**Task item**
Copy out all the lines in the records that include the word "SlackResponse".

----------------

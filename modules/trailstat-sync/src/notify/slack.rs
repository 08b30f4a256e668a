use async_trait::async_trait;
use serde::Deserialize;
use serde_json::json;
use tracing::{info, warn};

use super::backend::NotifyBackend;
use super::Notification;
use crate::config::SlackSettings;

const POST_MESSAGE_URL: &str = "https://slack.com/api/chat.postMessage";

/// Posts each notification as a single-attachment message via `chat.postMessage`.
pub struct SlackChat {
    settings: SlackSettings,
    http: reqwest::Client,
}

#[derive(Debug, Deserialize)]
struct SlackResponse {
    ok: bool,
    error: Option<String>,
    ts: Option<String>,
}

impl SlackChat {
    pub fn new(settings: SlackSettings) -> Self {
        Self {
            settings,
            http: reqwest::Client::new(),
        }
    }

    fn attachments(notification: &Notification) -> String {
        json!([{
            "title": notification.title.as_deref().unwrap_or(""),
            "text": notification.text,
            "color": notification.severity.color(),
        }])
        .to_string()
    }
}

#[async_trait]
impl NotifyBackend for SlackChat {
    async fn send(&self, notification: &Notification) -> anyhow::Result<()> {
        let attachments = Self::attachments(notification);
        let form = [
            ("token", self.settings.token.as_str()),
            ("channel", self.settings.channel_id.as_str()),
            ("username", self.settings.user_name.as_str()),
            ("attachments", attachments.as_str()),
        ];

        let resp = self.http.post(POST_MESSAGE_URL).form(&form).send().await?;

        if !resp.status().is_success() {
            let status = resp.status();
            let body = resp.text().await.unwrap_or_default();
            warn!(status = %status, body = %body, "Slack returned non-success");
            anyhow::bail!("Slack returned {status}");
        }

        let body: SlackResponse = resp.json().await?;
        if !body.ok {
            let error = body.error.unwrap_or_else(|| "unknown_error".to_string());
            anyhow::bail!("Slack rejected message: {error}");
        }

        info!(ts = body.ts.as_deref().unwrap_or(""), "Slack message posted");
        Ok(())
    }
}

----------------

**The completed task**
struct SlackResponse {
        let body: SlackResponse = resp.json().await?;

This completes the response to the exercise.